| Work item |
When you reach the line containing "on a room the" in the data below, begin returning lines exactly as written, and stop once the line containing "embeds a game" has been returned.

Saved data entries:

═══

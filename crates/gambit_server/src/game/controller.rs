//! Game session controller.
//!
//! Drives a room's game through Uninitialized → Active → Finished. Each
//! operation comes in two shapes: a `*_in` variant that works on a room the
//! caller has already locked (so it can be combined with other steps and
//! broadcasts under one guard), and an async variant keyed by room id that
//! takes the lock itself.

use super::{
    Color, EngineFactory, GameError, GameResult, GameSession, GameState, MoveInput, MoveRecord,
};
use crate::room::{Room, RoomId, RoomRegistry};
use crate::session::PlayerId;
use shakmaty::Square;
use std::fmt;
use std::sync::Arc;
use tracing::{debug, info};

/// What a successful move produced.
#[derive(Debug, Clone, PartialEq, Eq)]
pub struct MoveOutcome {
    pub record: MoveRecord,
    pub state: GameState,
    /// Set when the move ended the game; the Finished transition has
    /// already been applied.
    pub result: Option<GameResult>,
}

pub struct GameController {
    rooms: Arc<RoomRegistry>,
    engine_factory: EngineFactory,
}

impl fmt::Debug for GameController {
    fn fmt(&self, f: &mut fmt::Formatter<'_>) -> fmt::Result {
        f.debug_struct("GameController")
            .field("rooms", &self.rooms.room_count())
            .finish_non_exhaustive()
    }
}

fn active_game(room: &mut Room) -> Result<&mut GameSession, GameError> {
    match room.game.as_mut() {
        Some(game) if game.is_active() => Ok(game),
        _ => Err(GameError::GameNotActive),
    }
}

impl GameController {
    pub fn new(rooms: Arc<RoomRegistry>, engine_factory: EngineFactory) -> Self {
        Self {
            rooms,
            engine_factory,
        }
    }

    async fn with_room<T>(
        &self,
        room_id: &RoomId,
        op: impl FnOnce(&mut Room) -> Result<T, GameError>,
    ) -> Result<T, GameError> {
        let mut room = self
            .rooms
            .lock_room(room_id)
            .await
            .ok_or(GameError::RoomNotFound)?;
        op(&mut *room)
    }

    /// Starts a game between the room's two members.
    ///
    /// # Errors
    ///
    /// * [`GameError::AlreadyStarted`] if the room already embeds a game
    /// * [`GameError::RoomNotReady`] if the room doesn't have two members
    /// * [`GameError::NotInRoom`] if `white`/`black` aren't the room's seats
    pub fn initialize_game_in(
        &self,
        room: &mut Room,
        white: PlayerId,
        black: PlayerId,
    ) -> Result<GameState, GameError> {
        if room.game.is_some() {
            return Err(GameError::AlreadyStarted);
        }
        if !room.is_full() {
            return Err(GameError::RoomNotReady);
        }
        if white == black
            || room.member(Color::White) != Some(white)
            || room.member(Color::Black) != Some(black)
        {
            return Err(GameError::NotInRoom);
        }

        let game = GameSession::new((self.engine_factory)());
        let state = game.state().clone();
        room.game = Some(game);
        room.refresh_status();

        info!("♟️ Game started in room {} ({} vs {})", room.id, white, black);
        Ok(state)
    }

    pub async fn initialize_game(
        &self,
        room_id: &RoomId,
        white: PlayerId,
        black: PlayerId,
    ) -> Result<GameState, GameError> {
        self.with_room(room_id, |room| self.initialize_game_in(room, white, black))
            .await
    }

    /// Applies `input` for `player`, then checks for a terminal position.
    ///
    /// On rejection the game state is unchanged.
    pub fn make_move_in(
        &self,
        room: &mut Room,
        player: PlayerId,
        input: MoveInput,
    ) -> Result<MoveOutcome, GameError> {
        let color = room.color_of(player);
        let game = active_game(room)?;
        let color = color.ok_or(GameError::NotInRoom)?;

        let record = game.apply_move(color, input)?;
        let result = game.evaluate();
        if let Some(result) = result {
            game.finish(result);
        }
        let state = game.state().clone();

        debug!("Room {}: {} played {}", room.id, color, record.san);
        if let Some(result) = result {
            room.refresh_status();
            info!("🏁 Game over in room {}: {:?}", room.id, result);
        }

        Ok(MoveOutcome {
            record,
            state,
            result,
        })
    }

    pub async fn make_move(
        &self,
        room_id: &RoomId,
        player: PlayerId,
        input: MoveInput,
    ) -> Result<MoveOutcome, GameError> {
        self.with_room(room_id, |room| self.make_move_in(room, player, input))
            .await
    }

    /// Dry run against a copy of the engine. Never mutates the room.
    pub fn validate_move_in(&self, room: &mut Room, input: MoveInput) -> Result<bool, GameError> {
        let game = active_game(room)?;
        let mut scratch = game.engine().fork();
        Ok(scratch
            .apply_move(input.from, input.to, Some(shakmaty::Role::Queen))
            .is_some())
    }

    pub async fn validate_move(&self, room_id: &RoomId, input: MoveInput) -> Result<bool, GameError> {
        self.with_room(room_id, |room| self.validate_move_in(room, input))
            .await
    }

    /// Terminal-condition query. Does not transition the game.
    pub fn is_game_over_in(&self, room: &Room) -> Option<GameResult> {
        room.game.as_ref()?.evaluate()
    }

    pub async fn is_game_over(&self, room_id: &RoomId) -> Option<GameResult> {
        let room = self.rooms.lock_room(room_id).await?;
        self.is_game_over_in(&room)
    }

    /// Records a draw offer from `player`. Either side may offer on any turn.
    pub fn offer_draw_in(&self, room: &mut Room, player: PlayerId) -> Result<Color, GameError> {
        let color = room.color_of(player);
        let game = active_game(room)?;
        let color = color.ok_or(GameError::NotInRoom)?;
        game.state.draw_offer = Some(color);
        Ok(color)
    }

    pub async fn offer_draw(&self, room_id: &RoomId, player: PlayerId) -> Result<Color, GameError> {
        self.with_room(room_id, |room| self.offer_draw_in(room, player))
            .await
    }

    /// Accepts the opponent's pending offer and finishes the game as a draw.
    pub fn accept_draw_in(&self, room: &mut Room, player: PlayerId) -> Result<GameResult, GameError> {
        let color = room.color_of(player);
        let game = active_game(room)?;
        let color = color.ok_or(GameError::NotInRoom)?;

        match game.state.draw_offer {
            None => return Err(GameError::NoDrawOffer),
            Some(offerer) if offerer == color => return Err(GameError::CannotAcceptOwnOffer),
            Some(_) => {}
        }

        let result = GameResult::draw();
        game.finish(result);
        room.refresh_status();
        info!("🤝 Draw agreed in room {}", room.id);
        Ok(result)
    }

    pub async fn accept_draw(
        &self,
        room_id: &RoomId,
        player: PlayerId,
    ) -> Result<GameResult, GameError> {
        self.with_room(room_id, |room| self.accept_draw_in(room, player))
            .await
    }

    /// Clears any pending offer, returning who had offered.
    pub fn decline_draw_in(&self, room: &mut Room) -> Result<Option<Color>, GameError> {
        let game = active_game(room)?;
        Ok(game.state.draw_offer.take())
    }

    pub async fn decline_draw(&self, room_id: &RoomId) -> Result<Option<Color>, GameError> {
        self.with_room(room_id, |room| self.decline_draw_in(room))
            .await
    }

    /// Concedes the game for `player`. The opponent wins.
    pub fn resign_in(&self, room: &mut Room, player: PlayerId) -> Result<GameResult, GameError> {
        let color = room.color_of(player).ok_or(GameError::NotInRoom)?;
        let game = active_game(room)?;

        let result = GameResult::resignation(color);
        game.finish(result);
        room.refresh_status();
        info!("🏳️ {} resigned in room {}", color, room.id);
        Ok(result)
    }

    pub async fn resign(&self, room_id: &RoomId, player: PlayerId) -> Result<GameResult, GameError> {
        self.with_room(room_id, |room| self.resign_in(room, player))
            .await
    }

    /// Moves an active game to Finished with `result`.
    pub fn finish_game_in(&self, room: &mut Room, result: GameResult) -> Result<(), GameError> {
        let game = active_game(room)?;
        game.finish(result);
        room.refresh_status();
        Ok(())
    }

    pub async fn finish_game(&self, room_id: &RoomId, result: GameResult) -> Result<(), GameError> {
        self.with_room(room_id, |room| self.finish_game_in(room, result))
            .await
    }

    /// Discards the room's game. Idempotent.
    pub fn cleanup_game_in(&self, room: &mut Room) -> bool {
        let removed = room.game.take().is_some();
        room.refresh_status();
        if removed {
            debug!("Game discarded in room {}", room.id);
        }
        removed
    }

    pub async fn cleanup_game(&self, room_id: &RoomId) -> bool {
        match self.rooms.lock_room(room_id).await {
            Some(mut room) => self.cleanup_game_in(&mut room),
            None => false,
        }
    }

    pub fn legal_moves_in(&self, room: &mut Room, from: Square) -> Result<Vec<Square>, GameError> {
        let game = active_game(room)?;
        Ok(game.engine().legal_destinations(from))
    }

    pub async fn legal_moves(&self, room_id: &RoomId, from: Square) -> Result<Vec<Square>, GameError> {
        self.with_room(room_id, |room| self.legal_moves_in(room, from))
            .await
    }

    pub async fn game_state(&self, room_id: &RoomId) -> Option<GameState> {
        let room = self.rooms.lock_room(room_id).await?;
        room.game_state().cloned()
    }
}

═══

| Result of this exercise |
//! operation comes in two shapes: a `*_in` variant that works on a room the
//! caller has already locked (so it can be combined with other steps and
//! broadcasts under one guard), and an async variant keyed by room id that
//! takes the lock itself.

use super::{
    Color, EngineFactory, GameError, GameResult, GameSession, GameState, MoveInput, MoveRecord,
};
use crate::room::{Room, RoomId, RoomRegistry};
use crate::session::PlayerId;
use shakmaty::Square;
use std::fmt;
use std::sync::Arc;
use tracing::{debug, info};

/// What a successful move produced.
#[derive(Debug, Clone, PartialEq, Eq)]
pub struct MoveOutcome {
    pub record: MoveRecord,
    pub state: GameState,
    /// Set when the move ended the game; the Finished transition has
    /// already been applied.
    pub result: Option<GameResult>,
}

pub struct GameController {
    rooms: Arc<RoomRegistry>,
    engine_factory: EngineFactory,
}

impl fmt::Debug for GameController {
    fn fmt(&self, f: &mut fmt::Formatter<'_>) -> fmt::Result {
        f.debug_struct("GameController")
            .field("rooms", &self.rooms.room_count())
            .finish_non_exhaustive()
    }
}

fn active_game(room: &mut Room) -> Result<&mut GameSession, GameError> {
    match room.game.as_mut() {
        Some(game) if game.is_active() => Ok(game),
        _ => Err(GameError::GameNotActive),
    }
}

impl GameController {
    pub fn new(rooms: Arc<RoomRegistry>, engine_factory: EngineFactory) -> Self {
        Self {
            rooms,
            engine_factory,
        }
    }

    async fn with_room<T>(
        &self,
        room_id: &RoomId,
        op: impl FnOnce(&mut Room) -> Result<T, GameError>,
    ) -> Result<T, GameError> {
        let mut room = self
            .rooms
            .lock_room(room_id)
            .await
            .ok_or(GameError::RoomNotFound)?;
        op(&mut *room)
    }

    /// Starts a game between the room's two members.
    ///
    /// # Errors
    ///
    /// * [`GameError::AlreadyStarted`] if the room already embeds a game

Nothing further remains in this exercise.